*** DATA Section Begins ***

//! Integration tests for `SqliteStore` against an in-memory database.

use std::collections::BTreeMap;

use chrono::NaiveDate;
use folio_core::{
  admin::{AdminQuery, Entity, FieldValue, Record},
  contact::ContactForm,
  content,
  experience::{ExperienceType, NewExperience},
  project::{NewProject, TechList},
  settings::{self, SettingInput, SettingUpdate},
  skill::NewSkill,
  store::{PortfolioStore, ProjectQuery, SkillOrder},
};

use crate::{SeedReport, SqliteStore};

async fn store() -> SqliteStore {
  SqliteStore::open_in_memory()
    .await
    .expect("in-memory store")
}

fn project(title: &str, techs: &str, featured: bool, order_index: i64) -> NewProject {
  NewProject {
    technologies: TechList::parse(techs),
    featured,
    order_index,
    ..NewProject::new(title, format!("{title} description"))
  }
}

fn ymd(y: i32, m: u32, d: u32) -> NaiveDate { NaiveDate::from_ymd_opt(y, m, d).unwrap() }

fn params(pairs: &[(&str, &str)]) -> BTreeMap<String, String> {
  pairs.iter().map(|(k, v)| ((*k).to_owned(), (*v).to_owned())).collect()
}

fn titles(projects: &[folio_core::project::Project]) -> Vec<&str> {
  projects.iter().map(|p| p.title.as_str()).collect()
}

// ─── Projects ────────────────────────────────────────────────────────────────

#[tokio::test]
async fn create_and_get_project() {
  let s = store().await;
  let created = s
    .create_project(project("Homelab", "Linux, Docker ,  , AWS", true, 1))
    .await
    .unwrap();

  let fetched = s.get_project(created.id).await.unwrap().unwrap();
  assert_eq!(fetched, created);
  assert_eq!(fetched.technologies.as_slice(), ["Linux", "Docker", "AWS"]);
}

#[tokio::test]
async fn get_project_missing_returns_none() {
  let s = store().await;
  assert!(s.get_project(42).await.unwrap().is_none());
}

#[tokio::test]
async fn update_project_replaces_tags_and_keeps_created_at() {
  let s = store().await;
  let created = s.create_project(project("Scraper", "Python, Docker", false, 0)).await.unwrap();

  let updated = s
    .update_project(created.id, project("Scraper v2", "Rust", true, 3))
    .await
    .unwrap()
    .unwrap();
  assert_eq!(updated.title, "Scraper v2");
  assert_eq!(updated.technologies.as_slice(), ["Rust"]);
  assert_eq!(updated.created_at, created.created_at);

  let mut techs = s.list_technologies().await.unwrap();
  techs.sort();
  assert_eq!(techs, ["Rust"]);

  assert!(s.update_project(999, project("x", "", false, 0)).await.unwrap().is_none());
}

#[tokio::test]
async fn technology_filter_matches_whole_tags_only() {
  let s = store().await;
  s.create_project(project("Backend", "Java, Spring", false, 1)).await.unwrap();
  s.create_project(project("Frontend", "JavaScript, React", false, 2)).await.unwrap();

  let java = s
    .list_projects(&ProjectQuery {
      technology: Some("java".into()),
      ..ProjectQuery::default()
    })
    .await
    .unwrap();
  assert_eq!(titles(&java), ["Backend"]);
}

#[tokio::test]
async fn featured_projects_fall_back_to_order_index() {
  let s = store().await;
  for i in 0..8 {
    s.create_project(project(&format!("P{i}"), "", false, 8 - i)).await.unwrap();
  }

  let fallback = content::featured_projects(&s, content::FEATURED_LIMIT).await.unwrap();
  assert_eq!(fallback.len(), 6);
  assert_eq!(fallback[0].title, "P7");
  assert!(fallback.windows(2).all(|w| w[0].order_index <= w[1].order_index));

  s.create_project(project("Star", "", true, 99)).await.unwrap();
  let featured = content::featured_projects(&s, content::FEATURED_LIMIT).await.unwrap();
  assert_eq!(titles(&featured), ["Star"]);
}

#[tokio::test]
async fn related_projects_exclude_self_and_cap_at_three() {
  let s = store().await;
  let source = s.create_project(project("Source", "Python, Docker, AWS", false, 0)).await.unwrap();
  s.create_project(project("A", "Python", false, 1)).await.unwrap();
  s.create_project(project("B", "Python, Docker", false, 2)).await.unwrap();
  s.create_project(project("C", "Docker", false, 3)).await.unwrap();
  s.create_project(project("D", "Docker", false, 4)).await.unwrap();
  s.create_project(project("E", "AWS", false, 5)).await.unwrap();

  let related = content::related_projects(&s, &source).await.unwrap();
  assert_eq!(titles(&related), ["A", "B", "C"]);
  assert!(related.iter().all(|p| p.id != source.id));
}

#[tokio::test]
async fn technology_facets_are_sorted_and_distinct() {
  let s = store().await;
  s.create_project(project("One", "Python, Docker", false, 0)).await.unwrap();
  s.create_project(project("Two", "AWS, Python", false, 0)).await.unwrap();

  let facets = content::technology_facets(&s).await.unwrap();
  assert_eq!(facets, ["AWS", "Docker", "Python"]);
}

#[tokio::test]
async fn portfolio_pages_featured_first() {
  let s = store().await;
  for i in 0..11 {
    s.create_project(project(&format!("P{i:02}"), "Rust", i == 10, i)).await.unwrap();
  }

  let first = content::portfolio_page(&s, 0, None).await.unwrap();
  assert_eq!(first.page, 1);
  assert_eq!(first.total, 11);
  assert_eq!(first.pages, 2);
  assert_eq!(first.items.len(), 9);
  assert_eq!(first.items[0].title, "P10");

  let second = content::portfolio_page(&s, 2, Some("rust")).await.unwrap();
  assert_eq!(second.items.len(), 2);

  let beyond = content::portfolio_page(&s, 5, None).await.unwrap();
  assert!(beyond.items.is_empty());
  assert_eq!(beyond.total, 11);

  let none = content::portfolio_page(&s, 1, Some("Cobol")).await.unwrap();
  assert_eq!(none.total, 0);
  assert!(none.items.is_empty());
}

// ─── Experience & skills ─────────────────────────────────────────────────────

#[tokio::test]
async fn timeline_is_most_recent_first() {
  let s = store().await;
  for (title, start, end) in [
    ("2018", ymd(2018, 6, 1), Some(ymd(2019, 8, 31))),
    ("2025", ymd(2025, 3, 1), None),
    ("2019", ymd(2019, 8, 1), Some(ymd(2023, 11, 30))),
    ("2023", ymd(2023, 12, 1), Some(ymd(2025, 2, 1))),
  ] {
    s.create_experience(NewExperience {
      end_date: end,
      ..NewExperience::new(title, "Example Co", start)
    })
    .await
    .unwrap();
  }

  let timeline = content::experience_timeline(&s).await.unwrap();
  let order: Vec<&str> = timeline.iter().map(|e| e.title.as_str()).collect();
  assert_eq!(order, ["2025", "2023", "2019", "2018"]);
  assert!(timeline[0].is_current());
}

#[tokio::test]
async fn update_experience_round_trips_type() {
  let s = store().await;
  let e = s
    .create_experience(NewExperience::new("Student", "Example University", ymd(2014, 8, 1)))
    .await
    .unwrap();
  let updated = s
    .update_experience(e.id, NewExperience {
      experience_type: ExperienceType::Education,
      end_date: Some(ymd(2018, 5, 31)),
      ..NewExperience::new("B.S.", "Example University", ymd(2014, 8, 1))
    })
    .await
    .unwrap()
    .unwrap();
  assert_eq!(updated.experience_type, ExperienceType::Education);
  assert_eq!(updated.end_date, Some(ymd(2018, 5, 31)));
}

#[tokio::test]
async fn skills_group_by_category_in_order() {
  let s = store().await;
  for (name, cat, prof, order) in [
    ("SQL", "languages", 90, 3),
    ("Python", "languages", 95, 1),
    ("Docker", "tools", 80, 1),
    ("Java", "languages", 85, 2),
  ] {
    s.create_skill(NewSkill { order_index: order, ..NewSkill::new(name, cat, prof) })
      .await
      .unwrap();
  }

  let groups = content::skills_by_category(&s).await.unwrap();
  let languages: Vec<&str> = groups["languages"].iter().map(|s| s.name.as_str()).collect();
  assert_eq!(languages, ["Python", "Java", "SQL"]);
  assert_eq!(groups["tools"].len(), 1);

  let resume = s.list_skills(SkillOrder::CategoryThenProficiency).await.unwrap();
  let by_prof: Vec<&str> = resume.iter().map(|s| s.name.as_str()).collect();
  assert_eq!(by_prof, ["Python", "SQL", "Java", "Docker"]);
}

// ─── Settings ────────────────────────────────────────────────────────────────

#[tokio::test]
async fn settings_default_and_upsert() {
  let s = store().await;
  assert_eq!(
    settings::get_setting(&s, "nonexistent_key", "fallback").await.unwrap(),
    "fallback"
  );

  let first = settings::set_setting(&s, "x", "v1").await.unwrap();
  let second = settings::set_setting(&s, "x", "v2").await.unwrap();
  assert_eq!(first.id, second.id);
  assert_eq!(settings::get_setting(&s, "x", "").await.unwrap(), "v2");

  let view = Entity::Setting.view();
  let all = s
    .admin_list(view, &AdminQuery::from_params(view, &params(&[])).unwrap())
    .await
    .unwrap();
  assert_eq!(all.total, 1);
}

#[tokio::test]
async fn blank_setting_is_not_found() {
  let s = store().await;
  settings::set_setting(&s, "resume_url", "  ").await.unwrap();
  assert_eq!(settings::find_setting(&s, "resume_url").await.unwrap(), None);
}

#[tokio::test]
async fn update_setting_refuses_taken_key() {
  let s = store().await;
  settings::set_setting(&s, "a", "1").await.unwrap();
  let b = settings::set_setting(&s, "b", "2").await.unwrap();

  let clash = s
    .update_setting(b.id, SettingInput { key: "a".into(), value: "3".into() })
    .await
    .unwrap();
  assert_eq!(clash, SettingUpdate::KeyTaken);
  assert_eq!(settings::get_setting(&s, "b", "").await.unwrap(), "2");

  let renamed = s
    .update_setting(b.id, SettingInput { key: "c".into(), value: "3".into() })
    .await
    .unwrap();
  assert!(matches!(renamed, SettingUpdate::Updated(ref st) if st.key == "c"));

  let missing = s
    .update_setting(999, SettingInput { key: "z".into(), value: String::new() })
    .await
    .unwrap();
  assert_eq!(missing, SettingUpdate::NotFound);
}

// ─── Messages & dashboard ────────────────────────────────────────────────────

fn contact(name: &str) -> ContactForm {
  ContactForm {
    name:    name.into(),
    email:   "visitor@example.com".into(),
    subject: String::new(),
    message: "Hello there, nice portfolio.".into(),
  }
}

#[tokio::test]
async fn new_messages_are_unread() {
  let s = store().await;
  let msg = s.create_message(contact("Ada").validate().unwrap()).await.unwrap();
  assert!(!msg.read);
  assert_eq!(msg.subject, None);

  let Some(Record::Message(stored)) = s.admin_get(Entity::Message, msg.id).await.unwrap() else {
    panic!("expected a message record");
  };
  assert_eq!(stored, msg);
}

#[tokio::test]
async fn dashboard_unread_count_tracks_read_flag() {
  let s = store().await;
  s.create_project(project("P", "", false, 0)).await.unwrap();
  let first = s.create_message(contact("Ada").validate().unwrap()).await.unwrap();
  s.create_message(contact("Grace").validate().unwrap()).await.unwrap();

  let before = s.dashboard_stats().await.unwrap();
  assert_eq!(before.project_count, 1);
  assert_eq!(before.unread_messages, 2);

  let updated = s
    .admin_update_column(Entity::Message, first.id, "read", FieldValue::Bool(true))
    .await
    .unwrap();
  assert!(matches!(updated, Some(Record::Message(ref m)) if m.read));

  let after = s.dashboard_stats().await.unwrap();
  assert_eq!(after.unread_messages, 1);
}

// ─── Admin ───────────────────────────────────────────────────────────────────

#[tokio::test]
async fn admin_search_covers_technologies() {
  let s = store().await;
  s.create_project(project("Homelab", "Linux, Docker", true, 1)).await.unwrap();
  s.create_project(project("Scraper", "Python", false, 2)).await.unwrap();

  let view = Entity::Project.view();
  let page = s
    .admin_list(view, &AdminQuery::from_params(view, &params(&[("q", "dock")])).unwrap())
    .await
    .unwrap();
  assert_eq!(page.total, 1);
  assert!(matches!(&page.items[0], Record::Project(p) if p.title == "Homelab"));

  let page = s
    .admin_list(view, &AdminQuery::from_params(view, &params(&[("q", "SCRAP")])).unwrap())
    .await
    .unwrap();
  assert_eq!(page.total, 1);
}

#[tokio::test]
async fn admin_filters_and_sorts() {
  let s = store().await;
  s.create_project(project("Beta", "", true, 1)).await.unwrap();
  s.create_project(project("Alpha", "", true, 2)).await.unwrap();
  s.create_project(project("Gamma", "", false, 3)).await.unwrap();

  let view = Entity::Project.view();
  let query =
    AdminQuery::from_params(view, &params(&[("featured", "true"), ("sort", "title")])).unwrap();
  let page = s.admin_list(view, &query).await.unwrap();
  let ids: Vec<&str> = page
    .items
    .iter()
    .map(|r| match r {
      Record::Project(p) => p.title.as_str(),
      _ => "",
    })
    .collect();
  assert_eq!(ids, ["Alpha", "Beta"]);

  let today = chrono::Utc::now().date_naive().format("%Y-%m-%d").to_string();
  let query = AdminQuery::from_params(view, &params(&[("created_at", today.as_str())])).unwrap();
  assert_eq!(s.admin_list(view, &query).await.unwrap().total, 3);
}

#[tokio::test]
async fn admin_list_pages_past_the_end_are_empty() {
  let s = store().await;
  s.create_skill(NewSkill::new("Rust", "languages", 70)).await.unwrap();

  let view = Entity::Skill.view();
  let page = s
    .admin_list(view, &AdminQuery::from_params(view, &params(&[("page", "3")])).unwrap())
    .await
    .unwrap();
  assert!(page.items.is_empty());
  assert_eq!(page.total, 1);
}

#[tokio::test]
async fn admin_delete_removes_project_and_tags() {
  let s = store().await;
  let p = s.create_project(project("Gone", "Erlang", false, 0)).await.unwrap();

  assert!(s.admin_delete(Entity::Project, p.id).await.unwrap());
  assert!(!s.admin_delete(Entity::Project, p.id).await.unwrap());
  assert!(s.get_project(p.id).await.unwrap().is_none());
  assert!(s.list_technologies().await.unwrap().is_empty());
}

#[tokio::test]
async fn admin_inline_edit_missing_row_returns_none() {
  let s = store().await;
  let result = s
    .admin_update_column(Entity::Skill, 7, "proficiency", FieldValue::Int(80))
    .await
    .unwrap();
  assert!(result.is_none());
}

// ─── Seeding ─────────────────────────────────────────────────────────────────

#[tokio::test]
async fn seed_is_idempotent() {
  let s = store().await;
  let first = s.seed().await.unwrap();
  assert!(first.projects > 0);
  assert!(first.experience > 0);
  assert!(first.skills > 0);
  assert!(first.settings > 0);

  let second = s.seed().await.unwrap();
  assert_eq!(second, SeedReport::default());
  assert_eq!(second.total(), 0);

  let stats = s.dashboard_stats().await.unwrap();
  assert_eq!(stats.project_count, first.projects as u64);
}

#[tokio::test]
async fn seed_keeps_edited_settings() {
  let s = store().await;
  settings::set_setting(&s, "hero_title", "Custom").await.unwrap();
  s.seed().await.unwrap();
  assert_eq!(settings::get_setting(&s, "hero_title", "").await.unwrap(), "Custom");
}

#[tokio::test]
async fn close_consumes_store() {
  let s = store().await;
  s.close().await.unwrap();
}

*** DATA Section Ends ***

→ **EXERCISE REQUIREMENTS**: When the word "SqliteStore" appears in a line of the listing, pull that line out.

→ **SOLUTION BELOW**:
//! Integration tests for `SqliteStore` against an in-memory database.
use crate::{SeedReport, SqliteStore};
async fn store() -> SqliteStore {
  SqliteStore::open_in_memory()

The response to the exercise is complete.